Here, $P$ is a sufficiently large positive constant that prioritizes the permutation constraints.

PyQBPP program for the assignment problem

from pyqbpp import var, sum, sqr, vector_sum, Vector, EasySolver

c = Vector([Vector([58, 73, 91, 44]),
            Vector([62, 15, 87, 39]),
            Vector([78, 56, 23, 94]),
            Vector([11, 85, 68, 72])])
x = var("x", 4, 4)
f = sum(vector_sum(x, 1) == 1) + sum(vector_sum(x, 0) == 1)
g = sum(c * x)
h = 1000 * f + g
h.simplify_as_binary()

solver = EasySolver(h)
solver.time_limit(1.0)
sol = solver.search()
print("sol =", sol)

result = []
for i in range(4):
    for j in range(4):
        if sol.get(x[i][j]) == 1:
            result.append(j)
print("Result :", result)
for i in range(len(result)):
    print(f"c[{i}][{result[i]}] = {c[i][result[i]]}")

We use the Easy Solver to find a solution of h.
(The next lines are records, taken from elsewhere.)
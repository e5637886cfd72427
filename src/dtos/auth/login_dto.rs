use serde::Deserialize;
use validator::Validate;

#[derive(Debug, Validate, Default, Clone, Deserialize)]
pub struct LoginUserDto {
    #[validate(length(min = 1, message = "اسم المستخدم مطلوب"))]
    pub username: String,

    #[validate(length(min = 1, message = "كلمة المرور مطلوبة"))]
    pub password: String,
}

/// Body of the seed endpoint used to insert users manually; there is no
/// self-service registration.
#[derive(Debug, Validate, Default, Clone, Deserialize)]
pub struct SeedUserDto {
    #[validate(length(min = 1, message = "اسم المستخدم مطلوب"))]
    pub username: String,

    #[validate(length(min = 6, message = "كلمة المرور يجب أن تكون 6 أحرف على الأقل"))]
    pub password: String,
}
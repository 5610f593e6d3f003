//! Error types for splitting.
//!
//! The core (segmenting and naming) only fails on precondition checks: an unknown
//! boundary level or input that is not text. The remaining variants belong to the
//! caller layer that reads the source file and writes the output directory.

use std::path::PathBuf;
use thiserror::Error;

/// Everything that can stop a split from producing its files.
#[derive(Debug, Error)]
pub enum SplitError {
    /// Level token or rank outside `h1`..`h6`.
    #[error("Invalid header level: {0}. Must be one of: h1, h2, h3, h4, h5, h6")]
    InvalidBoundaryLevel(String),

    /// Input bytes could not be decoded as UTF-8 text.
    #[error("Input is not a readable text document: {reason}")]
    InvalidDocument {
        /// Decoder message, including the offending byte offset.
        reason: String,
    },

    /// Input path does not name an existing file.
    #[error("Input file '{}' does not exist.", .0.display())]
    InputNotFound(PathBuf),

    /// Destination directory could not be created or a file in it written.
    #[error("Cannot write to '{}': {source}", .path.display())]
    DestinationUnwritable {
        /// Directory or file that failed.
        path: PathBuf,
        /// Underlying filesystem error.
        #[source]
        source: std::io::Error,
    },

    /// Any other IO failure, typically reading the input.
    #[error("IO error: {0}")]
    Io(#[from] std::io::Error),

    /// The JSON manifest could not be serialised.
    #[error("Manifest serialization failed: {0}")]
    Manifest(#[from] serde_json::Error),
}

/// Result type alias for split operations.
pub type Result<T> = std::result::Result<T, SplitError>;
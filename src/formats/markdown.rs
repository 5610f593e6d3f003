//! Markdown format implementation for ATX-style headings (# syntax).

use crate::formats::Format;

/// ATX-style markdown: `#` through `######`, written out as `.md` files.
pub struct MarkdownFormat;

impl Format for MarkdownFormat {
    fn marker_symbol(&self) -> char {
        '#'
    }

    fn file_extension(&self) -> &'static str {
        "md"
    }
}
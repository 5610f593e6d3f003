//! Boundary detection and segmentation.
//!
//! A document is scanned once, line by line. A line is a boundary at level *k*
//! when, after leading spaces and tabs, it starts with exactly *k* marker symbols
//! followed by whitespace. `###` is therefore not a level-2 boundary, and `#`
//! is not either: other levels remain part of the enclosing body.

use crate::error::{Result, SplitError};
use crate::formats::Format;
use crate::level::BoundaryLevel;
use crate::section::{Segment, Segmentation};

/// Byte order mark some editors put in front of UTF-8 files.
const BOM: char = '\u{feff}';

/// A boundary line located during the scan.
struct Boundary<'a> {
    /// Byte offset of the start of the heading line.
    line_start: usize,
    /// Byte offset just past the heading line's line break.
    body_start: usize,
    title: &'a str,
    line: usize,
}

#[must_use]
/// Heading text of `line` if it opens a heading at exactly `level`.
///
/// `line` may carry its trailing line break. A marker followed only by
/// whitespace yields an empty title, which [`segment`] replaces with the next
/// non-blank line. A bare marker at end of input is not a boundary, since
/// nothing follows it.
pub fn boundary_title<'a>(
    line: &'a str,
    level: BoundaryLevel,
    format: &impl Format,
) -> Option<&'a str> {
    let symbol = format.marker_symbol();
    let mut rest = line.trim_start_matches([' ', '\t']);
    for _ in 0..level.rank() {
        rest = rest.strip_prefix(symbol)?;
    }
    match rest.chars().next() {
        Some(c) if c.is_whitespace() => Some(rest.trim()),
        _ => None,
    }
}

/// Decode raw input as UTF-8 text, dropping a leading byte order mark.
///
/// # Errors
///
/// Returns [`SplitError::InvalidDocument`] if the bytes are not valid UTF-8.
pub fn decode(bytes: &[u8]) -> Result<&str> {
    let text = std::str::from_utf8(bytes).map_err(|e| SplitError::InvalidDocument {
        reason: e.to_string(),
    })?;
    Ok(text.strip_prefix(BOM).unwrap_or(text))
}

#[must_use]
/// Partition `document` at every heading of exactly `level`.
///
/// Text before the first boundary becomes the preamble (trimmed, dropped if
/// blank). Each segment's title is the rest of its heading line, trimmed; its
/// body is everything after that line up to the next boundary, untouched.
///
/// A marker with nothing after it on its line takes the next non-blank line as
/// its title, and the body starts after that line. If that line is itself a
/// boundary, or there is none, the title and body are empty.
pub fn segment(document: &str, level: BoundaryLevel, format: &impl Format) -> Segmentation {
    let lines: Vec<(usize, &str)> = document
        .split_inclusive('\n')
        .scan(0, |offset, line| {
            let start = *offset;
            *offset += line.len();
            Some((start, line))
        })
        .collect();

    let mut boundaries = Vec::new();
    let mut index = 0;

    while let Some(&(line_start, line)) = lines.get(index) {
        let heading_line = index + 1;
        index += 1;
        let Some(mut title) = boundary_title(line, level, format) else {
            continue;
        };
        let mut body_start = line_start + line.len();

        if title.is_empty() {
            let next = lines
                .iter()
                .enumerate()
                .skip(index)
                .find(|(_, (_, l))| !l.trim().is_empty());
            match next {
                Some((n, &(start, candidate)))
                    if boundary_title(candidate, level, format).is_some() =>
                {
                    body_start = start;
                    index = n;
                }
                Some((n, &(start, candidate))) => {
                    title = candidate.trim();
                    body_start = start + candidate.len();
                    index = n + 1;
                }
                None => {
                    body_start = document.len();
                    index = lines.len();
                }
            }
        }

        tracing::debug!(line = heading_line, title, "boundary found");
        boundaries.push(Boundary {
            line_start,
            body_start,
            title,
            line: heading_line,
        });
    }

    let preamble_end = boundaries.first().map_or(document.len(), |b| b.line_start);
    let preamble = document[..preamble_end].trim();
    let preamble = (!preamble.is_empty()).then(|| preamble.to_string());

    let segments = boundaries
        .iter()
        .enumerate()
        .map(|(i, boundary)| {
            let body_end = boundaries
                .get(i + 1)
                .map_or(document.len(), |next| next.line_start);
            Segment {
                ordinal: i + 1,
                title: boundary.title.to_string(),
                body: document[boundary.body_start..body_end].to_string(),
                line: boundary.line,
            }
        })
        .collect();

    Segmentation { preamble, segments }
}

#[cfg(test)]
#[path = "tests/segmenter.rs"]
mod tests;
The time limit for searching is set to 1.0 seconds by calling the time_limit() method. The output of this program is as follows:

Result : [3, 1, 2, 0]
c[0][3] = 44
c[1][1] = 15
c[2][2] = 23
c[3][0] = 11

NOTE For an expression f and an integer m, f == m returns an expression sqr(f - m), which takes the minimum value 0 if and only if the equality f == m is satisfied.